Ministro da Fazenda afirmou que pretende ajudar a reduzir o prêmio de risco e os juros ao reforçar o ajuste fiscal. Para Durigan, o governo fez um ajuste de aproximadamente dois pontos porcentuais do PIB (Produto Interno Bruto) e que o desafio precisa ser replicado adiante. Na avaliação do ministro, o desafio de reduzir os juros é essencial para o desenvolvimento do país, que emite títulos, e para as conversas com empresários.

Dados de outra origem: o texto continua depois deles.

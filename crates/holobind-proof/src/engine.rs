//! The backward-chaining search itself.

use crate::error::{InternalError, InternalResult, ProofError};
use crate::options::{
    ProveOptions, RULE_CONFIDENCE_MULTIPLIER, STRONG_MATCH_THRESHOLD, TRANSITIVE_CONFIDENCE_MULTIPLIER,
    TRANSITIVE_OPERATORS, WEAK_MATCH_THRESHOLD,
};
use crate::step::Step;
use crate::unify::{unify_statement, Bindings};
use holobind_algebra::{similarity, PositionCodes};
use holobind_encode::{ConditionPart, Encoder, Metadata, Scope, Statement};
use holobind_geometry::BitVector;
use holobind_kb::KnowledgeBase;
use holobind_vocab::Vocabulary;
use std::collections::HashSet;
use std::time::Instant;

/// What a successful branch of the search found, before it is folded into
/// the public [`crate::ProofOutcome`].
pub(crate) struct ProveSuccess {
    pub method: String,
    pub confidence: f64,
    pub steps: Vec<Step>,
    pub bindings: Option<Bindings>,
    pub result: Option<bool>,
}

/// One proof attempt's mutable working state: the shared vocabulary and
/// position-code cache (a goal or a rule's condition can introduce a name
/// neither has seen, same as a query can), plus the budget counters.
pub(crate) struct Search<'a> {
    pub(crate) encoder: &'a Encoder,
    pub(crate) vocab: &'a mut Vocabulary,
    pub(crate) positions: &'a mut PositionCodes,
    pub(crate) kb: &'a KnowledgeBase,
    options: &'a ProveOptions,
    start: Instant,
    steps: usize,
}

impl<'a> Search<'a> {
    pub(crate) fn new(
        encoder: &'a Encoder,
        vocab: &'a mut Vocabulary,
        positions: &'a mut PositionCodes,
        kb: &'a KnowledgeBase,
        options: &'a ProveOptions,
    ) -> Self {
        Self {
            encoder,
            vocab,
            positions,
            kb,
            options,
            start: Instant::now(),
            steps: 0,
        }
    }

    pub(crate) fn check_budget(&mut self, depth: usize) -> InternalResult<()> {
        self.steps += 1;
        if depth > self.options.max_depth {
            return Err(InternalError::Proof(ProofError::DepthExceeded));
        }
        if self.steps > self.options.max_steps {
            return Err(InternalError::Proof(ProofError::StepLimitExceeded));
        }
        if self.start.elapsed() > self.options.timeout {
            return Err(InternalError::Proof(ProofError::TimedOut));
        }
        Ok(())
    }

    pub(crate) fn encode_goal(&mut self, goal: &Statement) -> InternalResult<BitVector> {
        let scope = Scope::new();
        let (vector, _) = self
            .encoder
            .encode_statement(goal, self.vocab, self.positions, &scope)?;
        Ok(vector)
    }

    /// The single most similar fact in the knowledge base to `vector`, if
    /// any facts exist. Reads only `metadata`, never used by a caller to
    /// drift the proof's exact-lookup guarantees (similarity search only
    /// ever decides *whether* to accept a branch, not what a step's fact
    /// text names).
    pub(crate) fn best_match(&self, vector: &BitVector) -> InternalResult<Option<(f64, Metadata)>> {
        let mut best: Option<(f64, Metadata)> = None;
        for fact in self.kb.facts() {
            let sim = similarity(vector, &fact.vector)?;
            let better = best.as_ref().map(|(b, _)| sim > *b).unwrap_or(true);
            if better {
                best = Some((sim, fact.metadata.clone()));
            }
        }
        Ok(best)
    }

    /// Distinct `y` such that some fact asserts `{op, [subject, y]}`,
    /// excluding reserved words and `subject` itself.
    pub(crate) fn collect_intermediates(&self, op: &str, subject: &str) -> Vec<String> {
        let mut out = Vec::new();
        for fact in self.kb.facts() {
            if fact.metadata.operator != op || fact.metadata.args.len() != 2 {
                continue;
            }
            if fact.metadata.args[0] != subject {
                continue;
            }
            let y = &fact.metadata.args[1];
            if y != subject
                && !holobind_vocab::RESERVED_OPERATORS.contains(&y.as_str())
                && !out.contains(y)
            {
                out.push(y.clone());
            }
        }
        out
    }

    /// Distinct `x` such that some fact asserts `{op, [x, object]}`.
    pub(crate) fn collect_predecessors(&self, op: &str, object: &str) -> Vec<String> {
        let mut out = Vec::new();
        for fact in self.kb.facts() {
            if fact.metadata.operator != op || fact.metadata.args.len() != 2 {
                continue;
            }
            if fact.metadata.args[1] != object {
                continue;
            }
            let x = &fact.metadata.args[0];
            if x != object && !out.contains(x) {
                out.push(x.clone());
            }
        }
        out
    }

    /// `{operator, args}` pairs asserting `isA name T`, collected as `T`.
    pub(crate) fn types_of(&self, name: &str) -> HashSet<String> {
        self.kb
            .facts()
            .iter()
            .filter(|f| f.metadata.operator == "isA" && f.metadata.args.len() == 2 && f.metadata.args[0] == name)
            .map(|f| f.metadata.args[1].clone())
            .collect()
    }

    /// The main per-goal attempt. Tries, in order: a strong direct match,
    /// a transitive chain, rule application, a weak direct match, then
    /// disjointness refutation.
    pub(crate) fn prove_goal(
        &mut self,
        goal: &Statement,
        depth: usize,
        visited: &HashSet<String>,
    ) -> InternalResult<Option<ProveSuccess>> {
        self.check_budget(depth)?;

        let goal_vector = self.encode_goal(goal)?;
        let key = vector_key(&goal_vector);
        if visited.contains(&key) {
            return Ok(None);
        }
        let mut child_visited = visited.clone();
        child_visited.insert(key);

        let direct = self.best_match(&goal_vector)?;

        if let Some((sim, metadata)) = &direct {
            if *sim > STRONG_MATCH_THRESHOLD {
                return Ok(Some(ProveSuccess {
                    method: "direct".to_string(),
                    confidence: *sim,
                    steps: vec![Step::fact("direct_match", metadata.signature())],
                    bindings: None,
                    result: None,
                }));
            }
        }

        if let Some(success) = self.try_transitive(goal, depth, &child_visited)? {
            return Ok(Some(success));
        }

        if let Some(success) = self.try_rules(goal, depth, &child_visited)? {
            return Ok(Some(success));
        }

        if let Some((sim, metadata)) = &direct {
            if *sim > WEAK_MATCH_THRESHOLD && *sim <= STRONG_MATCH_THRESHOLD {
                return Ok(Some(ProveSuccess {
                    method: "weak_match".to_string(),
                    confidence: *sim,
                    steps: vec![Step::fact("weak_match", metadata.signature())],
                    bindings: None,
                    result: None,
                }));
            }
        }

        if let Some(success) = self.try_disjointness(goal, &child_visited)? {
            return Ok(Some(success));
        }

        Ok(None)
    }

    fn try_transitive(
        &mut self,
        goal: &Statement,
        depth: usize,
        visited: &HashSet<String>,
    ) -> InternalResult<Option<ProveSuccess>> {
        if goal.arguments.len() != 2 || !TRANSITIVE_OPERATORS.contains(&goal.operator.as_str()) {
            return Ok(None);
        }
        let subject = self.encoder.argument_name(&goal.arguments[0]);
        let object = self.encoder.argument_name(&goal.arguments[1]);
        let op = goal.operator.clone();

        match self.find_chain(&op, &subject, &object, depth, visited)? {
            Some(steps) => {
                let hops = steps.len();
                let confidence = TRANSITIVE_CONFIDENCE_MULTIPLIER.powi(hops as i32 - 1);
                let method = if hops == 1 { "transitive_direct" } else { "transitive_chain" };
                Ok(Some(ProveSuccess {
                    method: method.to_string(),
                    confidence,
                    steps,
                    bindings: None,
                    result: None,
                }))
            }
            None => Ok(None),
        }
    }

    fn find_chain(
        &mut self,
        op: &str,
        from: &str,
        to: &str,
        depth: usize,
        visited: &HashSet<String>,
    ) -> InternalResult<Option<Vec<Step>>> {
        self.check_budget(depth)?;
        let key = format!("{}:{}:{}", op, from, to);
        if visited.contains(&key) {
            return Ok(None);
        }
        let mut child_visited = visited.clone();
        child_visited.insert(key);

        let intermediates = self.collect_intermediates(op, from);
        if intermediates.iter().any(|y| y == to) {
            return Ok(Some(vec![Step::fact(
                "transitive_found",
                format!("{} {} {}", op, from, to),
            )]));
        }

        for y in intermediates {
            if let Some(mut rest) = self.find_chain(op, &y, to, depth + 1, &child_visited)? {
                let mut steps = vec![Step::fact("transitive_found", format!("{} {} {}", op, from, y))];
                steps.append(&mut rest);
                return Ok(Some(steps));
            }
        }
        Ok(None)
    }

    fn try_rules(
        &mut self,
        goal: &Statement,
        depth: usize,
        visited: &HashSet<String>,
    ) -> InternalResult<Option<ProveSuccess>> {
        let rules = self.kb.rules().to_vec();
        let goal_vector = self.encode_goal(goal)?;

        for rule in &rules {
            self.check_budget(depth)?;

            if !rule.has_variables {
                let sim = similarity(&goal_vector, &rule.conclusion_vector)?;
                if sim <= STRONG_MATCH_THRESHOLD {
                    continue;
                }
                let part = rule.condition_parts.clone().unwrap_or_else(|| ConditionPart::Leaf {
                    vector: rule.condition_vector.clone(),
                    ast: rule.condition_ast.clone(),
                });
                if let Some((_, cond_conf, steps)) =
                    self.condition_best(&part, depth + 1, visited, &Bindings::new())?
                {
                    let confidence = sim.min(cond_conf) * RULE_CONFIDENCE_MULTIPLIER;
                    return Ok(Some(ProveSuccess {
                        method: "backward_chain".to_string(),
                        confidence,
                        steps,
                        bindings: None,
                        result: None,
                    }));
                }
            } else if let Some(initial) =
                unify_statement(goal, &rule.conclusion_ast, self.encoder, &Bindings::new())
            {
                let part = rule.condition_parts.clone().unwrap_or_else(|| ConditionPart::Leaf {
                    vector: rule.condition_vector.clone(),
                    ast: rule.condition_ast.clone(),
                });
                if let Some((final_bindings, cond_conf, steps)) =
                    self.condition_best(&part, depth + 1, visited, &initial)?
                {
                    let confidence = cond_conf * RULE_CONFIDENCE_MULTIPLIER;
                    return Ok(Some(ProveSuccess {
                        method: "backward_chain_unified".to_string(),
                        confidence,
                        steps,
                        bindings: Some(final_bindings),
                        result: None,
                    }));
                }
            }
        }
        Ok(None)
    }

    fn try_disjointness(
        &mut self,
        goal: &Statement,
        _visited: &HashSet<String>,
    ) -> InternalResult<Option<ProveSuccess>> {
        if goal.operator != "locatedIn" || goal.arguments.len() != 2 {
            return Ok(None);
        }
        let subject = self.encoder.argument_name(&goal.arguments[0]);
        let object = self.encoder.argument_name(&goal.arguments[1]);

        let disjoint_types: HashSet<String> = self
            .kb
            .facts()
            .iter()
            .filter(|f| f.metadata.operator == "mutuallyDisjoint" && f.metadata.args.len() == 1)
            .map(|f| f.metadata.args[0].clone())
            .collect();
        if disjoint_types.is_empty() {
            return Ok(None);
        }
        let object_types = self.types_of(&object);
        if object_types.is_empty() {
            return Ok(None);
        }

        let mut visited_nodes = HashSet::new();
        visited_nodes.insert(subject.clone());
        let mut frontier = vec![(subject, Vec::<Step>::new())];
        let mut hop = 0;

        while !frontier.is_empty() && hop < self.options.max_depth {
            hop += 1;
            self.check_budget(hop)?;
            let mut next_frontier = Vec::new();
            for (node, steps_so_far) in &frontier {
                for c in self.collect_intermediates("locatedIn", node) {
                    if visited_nodes.contains(&c) {
                        continue;
                    }
                    visited_nodes.insert(c.clone());
                    let mut steps = steps_so_far.clone();
                    steps.push(Step::fact("transitive_found", format!("locatedIn {} {}", node, c)));

                    if c != object {
                        let c_types = self.types_of(&c);
                        if let Some(shared) = c_types.iter().find(|t| disjoint_types.contains(*t) && object_types.contains(*t)) {
                            let mut final_steps = steps.clone();
                            final_steps.push(Step::fact(
                                "disjoint_check",
                                format!("{} {} {}", shared, c, object),
                            ));
                            return Ok(Some(ProveSuccess {
                                method: "disjoint_proof".to_string(),
                                confidence: 1.0,
                                steps: final_steps,
                                bindings: None,
                                result: Some(false),
                            }));
                        }
                    }
                    next_frontier.push((c, steps));
                }
            }
            frontier = next_frontier;
        }
        Ok(None)
    }
}

/// A short, stable fingerprint of a goal vector for the `visited` set.
fn vector_key(vector: &BitVector) -> String {
    vector
        .words()
        .iter()
        .take(4)
        .map(|w| format!("{:08x}", w))
        .collect::<Vec<_>>()
        .join("")
}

Ministro disse que o governo “praticamente zerou” o déficit público e que ainda precisa estabilizar a dívida. Para ele, desde 2024 o resultado primário tem contribuído para a previsibilidade. “Como a gente fez um ajuste de aproximadamente 2 pontos porcentuais do PIB, nesta gestão, esse desafio precisa ser replicado daqui para a frente. E, ao demonstrar que nós vamos fazer isso, eu espero que a gente avance para a etapa de redução da taxa de risco.”
Ministro destacou que discutir crédito no Brasil exige “juros civilizados”. Ele disse que um dos caminhos para chegar a esse patamar é enfrentar a questão fiscal e dar tranquilidade sobre a trajetória das contas públicas. Para isso, ele reiterou que o governo vai perseguir a trajetória de resultado fiscal prevista no PLDO (Projeto de Lei de Diretrizes Orçamentárias) e afirmou que, desde 2023, as Leis de Diretrizes Orçamentárias projetam um caminho para o superávit fiscal.
Como aconteceu com a inflação, nós não vamos tolerar irresponsabilidade fiscal daqui para a frente. Dario Durigan
Reforma tributária
Durigan disse que não vê motivo para medo da reforma tributária. Para o ministro, seria mais preocupante é manter o sistema atual. “O que me assusta é olhar para a situação tributária brasileira hoje e imaginar que a gente pudesse seguir dessa forma”, afirmou.